Slc11a1 (Nramp-1) gene modulates immune-inflammation genes in macrophages during pristane-induced arthritis in mice.

Abstract

Pristane-induced arthritis (PIA) in AIRmax mice homozygous for Slc11a1 R and S alleles was used to characterize the influence of Slc11a1 gene polymorphism on immune responses during disease manifestation. Previous reports demonstrated that the presence of the Slc11a1 S allele increased the incidence and severity of PIA in AIRmax SS , suggesting that this gene could interact with inflammatory loci to modulate PIA. We investigated the effects of Slc11a1 alleles on the activation of phagocytes during PIA. Mice were injected intraperitoneally with two doses of 0.5mL of mineral oil pristane at 60-day intervals.

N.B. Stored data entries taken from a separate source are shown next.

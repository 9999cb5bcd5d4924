use derive_more::Deref;
use thiserror::Error;

/// Minimum size of a page.
const PAGE_SIZE_MIN: u32 = 512;
/// Maximum size of a page.
const PAGE_SIZE_MAX: u32 = 65536;
/// Stored value standing in for [`PAGE_SIZE_MAX`], which does not fit in the two byte field.
const PAGE_SIZE_MAX_MARKER: u16 = 1;

#[derive(Clone, Debug, Error, PartialEq, Eq)]
pub enum PageSizeError {
    #[error("page size must be between 512 and 65536 inclusive (found {0})")]
    NotInRange(u32),
    #[error("page size must be a power of two (found {0})")]
    NotPowerOfTwo(u32),
}

/// Size of a database page, validated to be a power of two within the supported range.
#[derive(Clone, Copy, Debug, Deref, PartialEq, Eq)]
pub struct PageSize(u32);

impl PageSize {
    /// Page size used when the stored one cannot be trusted.
    pub const DEFAULT: Self = Self(4096);

    /// Interpret the two byte value stored in the file header.
    pub fn from_stored(value: u16) -> Result<Self, PageSizeError> {
        if value == PAGE_SIZE_MAX_MARKER {
            return Ok(Self(PAGE_SIZE_MAX));
        }

        Self::try_from(value as u32)
    }
}

impl TryFrom<u32> for PageSize {
    type Error = PageSizeError;

    fn try_from(value: u32) -> Result<Self, Self::Error> {
        if !(PAGE_SIZE_MIN..=PAGE_SIZE_MAX).contains(&value) {
            return Err(PageSizeError::NotInRange(value));
        }

        if !value.is_power_of_two() {
            return Err(PageSizeError::NotPowerOfTwo(value));
        }

        Ok(Self(value))
    }
}

impl From<PageSize> for usize {
    fn from(size: PageSize) -> Self {
        size.0 as usize
    }
}

#[cfg(test)]
mod test {
    use super::*;

    use rstest::*;

    #[rstest]
    #[case::min(512)]
    #[case(1024)]
    #[case(4096)]
    #[case(16384)]
    #[case(32768)]
    fn good(#[case] raw: u16) {
        let page_size = PageSize::from_stored(raw).expect("valid page size");
        assert_eq!(*page_size, raw as u32);
    }

    #[test]
    fn one() {
        let page_size = PageSize::from_stored(1).expect("valid page size");
        assert_eq!(*page_size, 65536);
    }

    #[rstest]
    #[case::zero(0, |e| matches!(e, PageSizeError::NotInRange(_)))]
    #[case::small(256, |e| matches!(e, PageSizeError::NotInRange(_)))]
    #[case::non_power(1234, |e| matches!(e, PageSizeError::NotPowerOfTwo(_)))]
    #[case::odd_big(65535, |e| matches!(e, PageSizeError::NotPowerOfTwo(_)))]
    fn bad(#[case] raw: u16, #[case] matcher: fn(PageSizeError) -> bool) {
        let error = PageSize::from_stored(raw).expect_err("should be error test");
        assert!(matcher(error));
    }

    #[test]
    fn forced_too_large() {
        assert_eq!(
            PageSize::try_from(131072),
            Err(PageSizeError::NotInRange(131072))
        );
    }
}
//! Salvage of damaged SQLite databases.
//!
//! Two ways back to a usable database are offered. [`repair`] walks every table B-tree of the
//! source without trusting any of it, replaying the rows it can still decode into a fresh
//! [`Destination`]. [`Backup`] takes a [`Material`] of a healthy database ahead of time, recording
//! its schema and a hash of every table leaf, which [`restore`] later uses to recover rows that
//! are no longer reachable from the schema.

pub mod assembler;
pub mod backup;
pub mod cipher;
pub mod crawler;
pub mod error;
pub mod header;
pub mod material;
pub mod page;
pub mod pager;
pub mod repair;
pub mod restore;
pub mod varint;

pub use self::{
    assembler::{AssembleConfig, Assembler, Destination, SqliteDestination, TableReport},
    backup::{Backup, BackupConfig, BackupExclusiveDelegate, BackupSharedDelegate, NoopLock},
    cipher::{CipherDelegate, PageCodec},
    crawler::{
        CancelHandle, CrawlObserver, CrawlStats, Crawler, PageStatus,
        master::{MasterCrawlObserver, MasterEntry, SchemaCrawler},
        sequence::{SequenceCrawlObserver, SequenceCrawler, SequenceEntry},
    },
    error::{Error, Result},
    material::{
        Content, Material, MaterialInfo, VerifiedPage,
        incremental::{IncrementalInfo, IncrementalMaterial, IncrementalPage},
    },
    page::{
        Page, PageType,
        cell::{Cell, RecordDecoder, Value},
    },
    pager::{Integrity, PageStore, PageStoreConfig, wal::WalOptions},
    repair::{Repair, RepairConfig, RepairReport, TableFilter, repair},
    restore::{Restore, RestoreReport, restore},
};
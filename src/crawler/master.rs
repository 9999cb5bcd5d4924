//! Discovery of the objects described by the master table on page 1.

use log::{debug, warn};

use super::{
    CrawlObserver, CrawlStats, Crawler, PageStatus,
    sequence::{SequenceCrawlObserver, SequenceCrawler},
};
use crate::{
    error::{Error, Result},
    page::{
        Page,
        cell::{Cell, Value},
    },
};

/// Root page of the master table.
pub const MASTER_ROOT: u32 = 1;
/// Table holding the last value handed out for every `AUTOINCREMENT` table.
pub const SEQUENCE_TABLE: &str = "sqlite_sequence";

/// Objects whose names start with this prefix belong to the engine itself.
const RESERVED_PREFIX: &[u8] = b"sqlite_";

pub fn is_reserved_name(name: &str) -> bool {
    name.as_bytes()
        .get(..RESERVED_PREFIX.len())
        .is_some_and(|prefix| prefix.eq_ignore_ascii_case(RESERVED_PREFIX))
}

#[derive(Clone, Debug, PartialEq, Eq)]
pub enum ObjectKind {
    Table,
    Index,
    View,
    Trigger,
}

impl ObjectKind {
    fn parse(kind: &str) -> Option<Self> {
        Some(match kind {
            "table" => Self::Table,
            "index" => Self::Index,
            "view" => Self::View,
            "trigger" => Self::Trigger,
            _ => return None,
        })
    }
}

/// One row of the master table.
#[derive(Clone, Debug, PartialEq, Eq)]
pub struct MasterEntry {
    pub kind: ObjectKind,
    pub name: String,
    /// Table the object belongs to, the object itself for tables.
    pub table_name: String,
    /// Zero for objects without a B-tree, such as views and triggers.
    pub root_page: u32,
    pub sql: String,
}

impl MasterEntry {
    /// Interpret a master table row. Rows without SQL, such as automatic indexes, produce
    /// [`None`].
    pub fn from_cell(cell: &Cell) -> Result<Option<Self>> {
        let damaged = |reason: &str| Error::damaged(cell.page, format!("master row {reason}"));

        if cell.values.len() < 5 {
            return Err(damaged("has too few columns"));
        }
        if cell.values[4].is_null() {
            return Ok(None);
        }

        let kind = cell
            .text(0)
            .and_then(ObjectKind::parse)
            .ok_or_else(|| damaged("has an unknown type"))?;
        let name = cell.text(1).ok_or_else(|| damaged("has no name"))?;
        let table_name = cell.text(2).ok_or_else(|| damaged("has no table name"))?;
        let root_page = match cell.values[3] {
            Value::Integer(root) => {
                u32::try_from(root).map_err(|_| damaged("has an invalid root page"))?
            }
            Value::Null => 0,
            _ => return Err(damaged("has an invalid root page")),
        };
        let sql = cell.text(4).ok_or_else(|| damaged("has no sql"))?;

        if name.is_empty() || table_name.is_empty() || sql.is_empty() {
            return Err(damaged("has an empty field"));
        }

        Ok(Some(Self {
            kind,
            name: name.to_string(),
            table_name: table_name.to_string(),
            root_page,
            sql: sql.to_string(),
        }))
    }

    pub fn is_table(&self) -> bool {
        self.kind == ObjectKind::Table && self.name == self.table_name
    }
}

pub trait MasterCrawlObserver {
    /// Every object of the schema other than the engine's own.
    fn on_master_entry(&mut self, entry: MasterEntry) -> Result<()>;

    /// Every page of the master table, as it is visited.
    fn on_master_page(&mut self, _page: &Page) {}

    /// Polled before every page of the master table.
    fn is_suspended(&self) -> bool {
        false
    }
}

/// Outcome of a schema crawl.
#[derive(Clone, Copy, Debug, Default, PartialEq, Eq)]
pub struct SchemaSummary {
    /// Root of the sequence table, zero when the schema has none.
    pub sequence_root: u32,
    pub stats: CrawlStats,
}

/// Crawls the master table, followed by the sequence table when the schema has one.
pub struct SchemaCrawler<'a> {
    crawler: &'a mut Crawler,
}

impl<'a> SchemaCrawler<'a> {
    pub fn new(crawler: &'a mut Crawler) -> Self {
        Self { crawler }
    }

    /// Fails when page 1 cannot be read as a table page at all, as nothing of the schema can
    /// then be recovered.
    pub fn crawl<O>(&mut self, observer: &mut O) -> Result<SchemaSummary>
    where
        O: MasterCrawlObserver + SequenceCrawlObserver,
    {
        let mut adapter = MasterAdapter {
            observer: &mut *observer,
            sequence_root: None,
        };
        let stats = self.crawler.crawl(MASTER_ROOT, &mut adapter)?;
        let sequence_root = adapter.sequence_root;

        if self.crawler.status(MASTER_ROOT) == PageStatus::Damaged {
            return Err(Error::corrupt("schema"));
        }

        if let Some(root) = sequence_root {
            debug!("crawling sequence table at page {root}");
            SequenceCrawler::new(self.crawler).crawl(root, observer)?;
        }

        Ok(SchemaSummary {
            sequence_root: sequence_root.unwrap_or(0),
            stats,
        })
    }
}

struct MasterAdapter<'o, O> {
    observer: &'o mut O,
    sequence_root: Option<u32>,
}

impl<O: MasterCrawlObserver> CrawlObserver for MasterAdapter<'_, O> {
    fn will_crawl_page(&mut self, page: &Page, _height: u32) -> Result<bool> {
        self.observer.on_master_page(page);
        Ok(true)
    }

    fn on_cell_crawled(&mut self, cell: Cell) -> Result<()> {
        let entry = match MasterEntry::from_cell(&cell) {
            Ok(Some(entry)) => entry,
            Ok(None) => return Ok(()),
            Err(e) => {
                warn!("skipping master row {}: {e}", cell.rowid);
                return Ok(());
            }
        };

        if entry.is_table() && entry.name == SEQUENCE_TABLE {
            self.sequence_root = Some(entry.root_page);
            return Ok(());
        }
        if is_reserved_name(&entry.name) || is_reserved_name(&entry.table_name) {
            debug!("skipping reserved object {}", entry.name);
            return Ok(());
        }

        self.observer.on_master_entry(entry)
    }

    fn is_suspended(&self) -> bool {
        MasterCrawlObserver::is_suspended(&*self.observer)
    }
}
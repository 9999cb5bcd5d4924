mod common;

use rstest::rstest;
use rusqlite::Connection;
use sqlite_salvage::{Integrity, RepairConfig, SqliteDestination, repair};
use tempfile::TempDir;

use self::common::*;

fn destination() -> SqliteDestination {
    SqliteDestination::new(Connection::open_in_memory().unwrap())
}

/// `logs` spans many leaves below an interior root, `users` fits on a single page.
fn two_tables(dir: &TempDir) -> std::path::PathBuf {
    let path = database(
        dir,
        "source.db",
        "CREATE TABLE logs(id INTEGER PRIMARY KEY, message TEXT, level INTEGER);
         CREATE TABLE users(name TEXT NOT NULL, email TEXT);
         CREATE INDEX logs_level ON logs(level);",
    );
    let mut connection = Connection::open(&path).unwrap();
    let tx = connection.transaction().unwrap();
    for i in 0..400 {
        tx.execute(
            "INSERT INTO logs(message, level) VALUES(?1, ?2)",
            (format!("message number {i} {}", "x".repeat(60)), i % 5),
        )
        .unwrap();
    }
    for name in ["alice", "bob", "carol"] {
        tx.execute(
            "INSERT INTO users VALUES(?1, ?2)",
            (name, format!("{name}@example.com")),
        )
        .unwrap();
    }
    tx.commit().unwrap();
    path
}

#[test]
fn healthy_database_is_replayed_exactly() {
    init_logger();
    let dir = TempDir::new().unwrap();
    let path = two_tables(&dir);

    let (report, destination) = repair(&path, destination(), RepairConfig::default()).unwrap();

    assert_eq!(report.score, 1.0);
    assert_eq!(report.failed(), 0);
    assert!(report.integrity.contains(Integrity::HEADER | Integrity::DATA));

    let source = Connection::open(&path).unwrap();
    let destination = destination.into_inner();
    for table in ["logs", "users"] {
        assert_eq!(rows(&destination, table), rows(&source, table), "{table}");
    }
    let index: i64 = destination
        .query_row(
            "SELECT count(*) FROM sqlite_master WHERE name = 'logs_level'",
            [],
            |row| row.get(0),
        )
        .unwrap();
    assert_eq!(index, 1);
}

#[test]
fn corruption_is_contained_to_one_leaf() {
    init_logger();
    let dir = TempDir::new().unwrap();
    let path = two_tables(&dir);

    let store = open_store(&path);
    let root = store.acquire_page(root_page(&path, "logs")).unwrap();
    let children = root.children(store.usable_size()).unwrap();
    let victim = store.acquire_page(children[1]).unwrap();
    let lost = victim.header().unwrap().cell_count as usize;
    drop(store);
    fill_page(&path, victim.number(), 0xa5);

    let (report, destination) = repair(&path, destination(), RepairConfig::default()).unwrap();

    assert_eq!(report.pages_damaged, 1);
    assert!(!report.integrity.contains(Integrity::DATA));
    assert!(report.integrity.contains(Integrity::HEADER));
    let logs = report.table("logs").unwrap();
    assert_eq!(logs.recovered, 400 - lost);
    assert_eq!(report.table("users").unwrap().recovered, 3);
    assert!(report.score > 0.0 && report.score < 1.0);

    let destination = destination.into_inner();
    assert_eq!(count(&destination, "logs"), 400 - lost);
    assert_eq!(count(&destination, "users"), 3);
}

#[test]
fn truncated_overflow_chain_fails_only_its_row() {
    init_logger();
    let dir = TempDir::new().unwrap();
    let path = database(
        &dir,
        "truncated.db",
        "CREATE TABLE files(name TEXT, content BLOB);
         INSERT INTO files VALUES('a', x'01'), ('b', x'02');
         INSERT INTO files VALUES('big', zeroblob(3000));",
    );

    // The overflow pages of the last row sit at the end of the file.
    let len = std::fs::metadata(&path).unwrap().len();
    let file = std::fs::OpenOptions::new().write(true).open(&path).unwrap();
    file.set_len(len - PAGE_SIZE as u64).unwrap();
    drop(file);

    let (report, destination) = repair(&path, destination(), RepairConfig::default()).unwrap();

    let files = report.table("files").unwrap();
    assert_eq!((files.recovered, files.failed), (2, 1));
    assert_eq!(report.cells_damaged, 1);
    assert!(report.integrity.contains(Integrity::HEADER));
    assert!(!report.integrity.contains(Integrity::DATA));
    assert_eq!(count(&destination.into_inner(), "files"), 2);
}

#[test]
fn repair_is_idempotent() {
    init_logger();
    let dir = TempDir::new().unwrap();
    let path = two_tables(&dir);
    let store = open_store(&path);
    let root = store.acquire_page(root_page(&path, "logs")).unwrap();
    let leaf = root.children(store.usable_size()).unwrap()[0];
    drop(store);
    fill_page(&path, leaf, 0);

    let (first, first_destination) =
        repair(&path, destination(), RepairConfig::default()).unwrap();
    let (second, second_destination) =
        repair(&path, destination(), RepairConfig::default()).unwrap();

    assert_eq!(first, second);
    let (first_destination, second_destination) =
        (first_destination.into_inner(), second_destination.into_inner());
    for table in ["logs", "users"] {
        assert_eq!(rows(&first_destination, table), rows(&second_destination, table));
    }
}

#[rstest]
#[case::local_limit(1024 - 35 - 10)]
#[case::first_overflow(1024 - 35 - 5)]
#[case::just_over(1024)]
#[case::two_pages(2100)]
#[case::many_pages(10_000)]
fn overflow_boundaries_match_sqlite(#[case] size: usize) {
    init_logger();
    let dir = TempDir::new().unwrap();
    let path = database(
        &dir,
        "overflow.db",
        "CREATE TABLE blobs(id INTEGER PRIMARY KEY, content BLOB);",
    );
    let connection = Connection::open(&path).unwrap();
    for (i, size) in [size - 1, size, size + 1].into_iter().enumerate() {
        let blob = (0..size).map(|b| (b * 7 + i) as u8).collect::<Vec<_>>();
        connection
            .execute("INSERT INTO blobs(content) VALUES(?1)", [blob])
            .unwrap();
    }
    drop(connection);

    let (report, destination) = repair(&path, destination(), RepairConfig::default()).unwrap();

    assert_eq!(report.table("blobs").unwrap().recovered, 3);
    let source = Connection::open(&path).unwrap();
    assert_eq!(rows(&destination.into_inner(), "blobs"), rows(&source, "blobs"));
}

#[rstest]
#[case::numeric_default_in_text("TEXT DEFAULT 0")]
#[case::real_default_in_text("TEXT DEFAULT 2.5")]
#[case::text_not_null("TEXT NOT NULL DEFAULT 'none'")]
#[case::integer_not_null("INTEGER NOT NULL DEFAULT 7")]
#[case::real("REAL DEFAULT 1.5")]
#[case::blob("BLOB DEFAULT x'00ff'")]
#[case::no_default("TEXT")]
fn rows_predating_added_column(#[case] column: &str) {
    init_logger();
    let dir = TempDir::new().unwrap();
    let path = database(
        &dir,
        "drift.db",
        &format!(
            "CREATE TABLE t(a TEXT);
             INSERT INTO t VALUES('x'), ('y'), ('z');
             ALTER TABLE t ADD COLUMN b {column};
             INSERT INTO t(a) VALUES('after');"
        ),
    );

    let (report, destination) = repair(&path, destination(), RepairConfig::default()).unwrap();

    assert_eq!(report.recovered(), 4);
    assert_eq!(report.failed(), 0);
    let source = Connection::open(&path).unwrap();
    assert_eq!(rows(&destination.into_inner(), "t"), rows(&source, "t"));
}

#[test]
fn destination_file() {
    let dir = TempDir::new().unwrap();
    let path = two_tables(&dir);
    let target = dir.path().join("repaired.db");

    let (report, destination) = repair(
        &path,
        SqliteDestination::open(&target).unwrap(),
        RepairConfig::default(),
    )
    .unwrap();
    drop(destination);

    assert_eq!(report.recovered(), 403);
    let repaired = Connection::open(&target).unwrap();
    assert_eq!(count(&repaired, "logs"), 400);
    let check: String = repaired
        .query_row("PRAGMA integrity_check", [], |row| row.get(0))
        .unwrap();
    assert_eq!(check, "ok");
}
//! Reader for the shared-memory WAL index (`-shm`) written by a live process.
//!
//! Only the index header and the checkpoint information are of interest: they say how many
//! frames are valid and how many have already been copied back into the database file.

use std::{
    fs::File,
    io::{ErrorKind, Read},
    path::Path,
};

use assert_layout::assert_layout;
use log::debug;
use zerocopy::{
    FromBytes, Immutable, KnownLayout,
    byteorder::{NativeEndian, U16, U32},
};

/// Size of one copy of the index header.
const INDEX_HEADER_SIZE: usize = 48;
/// Offset of the checkpoint information, after both copies of the index header.
const CHECKPOINT_INFO_OFFSET: usize = 2 * INDEX_HEADER_SIZE;
/// Bytes that must be present for the header to be read.
const SHM_HEADER_SIZE: usize = CHECKPOINT_INFO_OFFSET + 4;

/// WAL index header, in the byte order of the machine that wrote it.
#[derive(Clone, Debug, FromBytes, KnownLayout, Immutable)]
#[assert_layout(size = INDEX_HEADER_SIZE)]
#[repr(C)]
struct IndexHeader {
    #[assert_layout(offset = 0, size = 4)]
    version: U32<NativeEndian>,
    #[assert_layout(offset = 4, size = 4)]
    unused: U32<NativeEndian>,
    #[assert_layout(offset = 8, size = 4)]
    change: U32<NativeEndian>,
    /// Non-zero once the header has been initialised.
    #[assert_layout(offset = 12, size = 1)]
    is_init: u8,
    #[assert_layout(offset = 13, size = 1)]
    big_endian_checksum: u8,
    #[assert_layout(offset = 14, size = 2)]
    page_size: U16<NativeEndian>,
    /// Index of the last valid frame in the WAL.
    #[assert_layout(offset = 16, size = 4)]
    max_frame: U32<NativeEndian>,
    #[assert_layout(offset = 20, size = 4)]
    page_count: U32<NativeEndian>,
    #[assert_layout(offset = 24, size = 8)]
    frame_checksum: [u8; 8],
    /// Salt copied verbatim from the WAL header.
    #[assert_layout(offset = 32, size = 8)]
    salt: [u8; 8],
    #[assert_layout(offset = 40, size = 8)]
    checksum: [u8; 8],
}

/// Checkpoint progress published by the live process.
#[derive(Clone, Copy, Debug, PartialEq, Eq)]
pub struct ShmInfo {
    pub max_frame: u32,
    pub salt: (u32, u32),
    pub n_backfill: u32,
}

impl ShmInfo {
    /// Read the index next to the database at `db_path`. Will be [`None`] if there is no index,
    /// or if it is not in a consistent state.
    pub fn read(db_path: &Path) -> std::io::Result<Option<Self>> {
        let path = super::sibling_path(db_path, "-shm");

        let mut file = match File::open(&path) {
            Ok(file) => file,
            Err(e) if e.kind() == ErrorKind::NotFound => return Ok(None),
            Err(e) => return Err(e),
        };

        let mut buf = [0u8; SHM_HEADER_SIZE];
        match file.read_exact(&mut buf) {
            Ok(()) => {}
            Err(e) if e.kind() == ErrorKind::UnexpectedEof => return Ok(None),
            Err(e) => return Err(e),
        }

        Ok(Self::parse(&buf))
    }

    fn parse(buf: &[u8; SHM_HEADER_SIZE]) -> Option<Self> {
        // Writers update the two copies in turn, they only agree when no update is in flight.
        if buf[..INDEX_HEADER_SIZE] != buf[INDEX_HEADER_SIZE..CHECKPOINT_INFO_OFFSET] {
            debug!("shm index header copies disagree, ignoring");
            return None;
        }

        let (header, _) = IndexHeader::read_from_prefix(buf).ok()?;
        if header.is_init == 0 {
            debug!("shm index header is not initialised, ignoring");
            return None;
        }

        let (n_backfill, _) =
            U32::<NativeEndian>::read_from_prefix(&buf[CHECKPOINT_INFO_OFFSET..]).ok()?;

        Some(Self {
            max_frame: header.max_frame.get(),
            salt: (
                u32::from_be_bytes(header.salt[..4].try_into().ok()?),
                u32::from_be_bytes(header.salt[4..].try_into().ok()?),
            ),
            n_backfill: n_backfill.get(),
        })
    }
}
impl Crawler {
    pub fn new(store: PageStore) -> Self {
        Self {
            decoder: RecordDecoder::new(store.clone()),
            store,
            statuses: Vec::new(),
            cancel: CancelHandle::default(),
        }
    }

    /// Share `cancel` with this crawler, so that cancelling it stops every crawl.
    pub fn with_cancel_handle(mut self, cancel: CancelHandle) -> Self {
        self.cancel = cancel;
        self
    }

    pub fn store(&self) -> &PageStore {
        &self.store
    }

    pub fn cancel_handle(&self) -> CancelHandle {
        self.cancel.clone()
    }

    pub fn status(&self, page_no: u32) -> PageStatus {
        self.statuses
            .get(page_no as usize)
            .copied()
            .unwrap_or_default()
    }

    /// Forget every visited page, so that they may be crawled again.
    pub fn reset(&mut self) {
        self.statuses.clear();
    }

    fn set_status(&mut self, page_no: u32, status: PageStatus) {
        let index = page_no as usize;
        if index >= self.statuses.len() {
            self.statuses.resize(index + 1, PageStatus::Unchecked);
        }
        self.statuses[index] = status;
    }

    /// Walk the table B-tree rooted at `root`, depth first and left to right.
    pub fn crawl(&mut self, root: u32, observer: &mut dyn CrawlObserver) -> Result<CrawlStats> {
        let mut stats = CrawlStats::default();
        let mut stack = vec![Frame::Enter {
            page_no: root,
            height: 1,
        }];

        while let Some(frame) = stack.pop() {
            let (page_no, height) = match frame {
                Frame::Exit { page_no } => {
                    self.set_status(page_no, PageStatus::Checked);
                    continue;
                }
                Frame::Enter { page_no, height } => (page_no, height),
            };

            if self.cancel.is_cancelled() || observer.is_suspended() {
                debug!("crawl of {root} cancelled before page {page_no}");
                return Err(Error::Cancelled);
            }

            if page_no == 0 || page_no > self.store.page_count() {
                let error = Error::damaged(page_no, "page number out of range");
                self.set_status(page_no, PageStatus::Invalid);
                self.page_damaged(page_no, &error, observer, &mut stats);
                continue;
            }

            match self.status(page_no) {
                PageStatus::Unchecked => {}
                PageStatus::Checking => {
                    return Err(Error::Misuse(format!(
                        "page {page_no} is already being checked"
                    )));
                }
                status => {
                    debug!("page {page_no} already {status:?}, skipping");
                    continue;
                }
            }

            if !observer.can_crawl_page(page_no) {
                self.set_status(page_no, PageStatus::Discarded);
                continue;
            }
            self.set_status(page_no, PageStatus::Checking);

            let page = match self.acquire_table_page(page_no) {
                Ok(page) => page,
                Err(e) if e.is_local() => {
                    self.set_status(page_no, PageStatus::Damaged);
                    self.page_damaged(page_no, &e, observer, &mut stats);
                    continue;
                }
                Err(e) => return Err(e),
            };

            if !observer.will_crawl_page(&page, height)? {
                self.set_status(page_no, PageStatus::Discarded);
                continue;
            }
            stats.pages_checked += 1;

            match page.page_type() {
                PageType::LeafTable => {
                    self.crawl_cells(&page, observer, &mut stats)?;
                    self.set_status(page_no, PageStatus::Checked);
                }
                _ => {
                    let children = match page.children(self.store.usable_size()) {
                        Ok(children) => children,
                        Err(e) => {
                            self.set_status(page_no, PageStatus::Damaged);
                            self.page_damaged(page_no, &e, observer, &mut stats);
                            continue;
                        }
                    };

                    stack.push(Frame::Exit { page_no });
                    stack.extend(children.into_iter().rev().map(|child| Frame::Enter {
                        page_no: child,
                        height: height + 1,
                    }));
                }
            }
        }

        Ok(stats)
    }

    /// Read a page which must belong to a table B-tree.
    fn acquire_table_page(&self, page_no: u32) -> Result<Page> {
        let page = self.store.acquire_page(page_no)?;

        match page.page_type() {
            PageType::LeafTable | PageType::InteriorTable => Ok(page),
            PageType::Unknown => Err(Error::damaged(page_no, "unknown page type")),
            page_type => Err(Error::damaged(
                page_no,
                format!("{page_type:?} page within a table"),
            )),
        }
    }

    fn crawl_cells(
        &mut self,
        page: &Page,
        observer: &mut dyn CrawlObserver,
        stats: &mut CrawlStats,
    ) -> Result<()> {
        let pointers = match page.cell_pointers(self.store.usable_size()) {
            Ok(pointers) => pointers,
            Err(e) => {
                // Pointers are all or nothing, so the page is treated as a damaged cell.
                self.cell_damaged(page.number(), &e, observer, stats);
                return Ok(());
            }
        };

        for offset in pointers {
            match self.decoder.decode_cell(page, offset) {
                Ok(cell) => {
                    stats.cells_crawled += 1;
                    observer.on_cell_crawled(cell)?;
                }
                Err(e) if e.is_local() => self.cell_damaged(page.number(), &e, observer, stats),
                Err(e) => return Err(e),
            }
        }

        Ok(())
    }

    fn cell_damaged(
        &self,
        page_no: u32,
        error: &Error,
        observer: &mut dyn CrawlObserver,
        stats: &mut CrawlStats,
    ) {
        warn!("damaged cell on page {page_no}: {error}");
        stats.cells_damaged += 1;
        self.store.mark_data_damaged();
        observer.on_cell_damaged(page_no, error);
    }

    fn page_damaged(
        &self,
        page_no: u32,
        error: &Error,
        observer: &mut dyn CrawlObserver,
        stats: &mut CrawlStats,
    ) {
        warn!("damaged page {page_no}: {error}");
        stats.pages_damaged += 1;
        self.store.mark_data_damaged();
        observer.on_page_damaged(page_no, error);
    }
}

Arthritis development was accompanied for 180days. AIRmax SS mice showed differential peritoneal macrophage gene expression profiles during PIA, with higher expression and production of H2O2, NO, IL-1β, IL-6, TNF-α, and several chemokines. The presence of the Slc11a1 R allele, on the other hand, diminished the intensity of macrophage activation, restricting arthritis development. Our data demonstrated the fine-tuning roles of Slc11a1 alleles modulating macrophage activation, and consequent PIA susceptibility, in those mouse lines.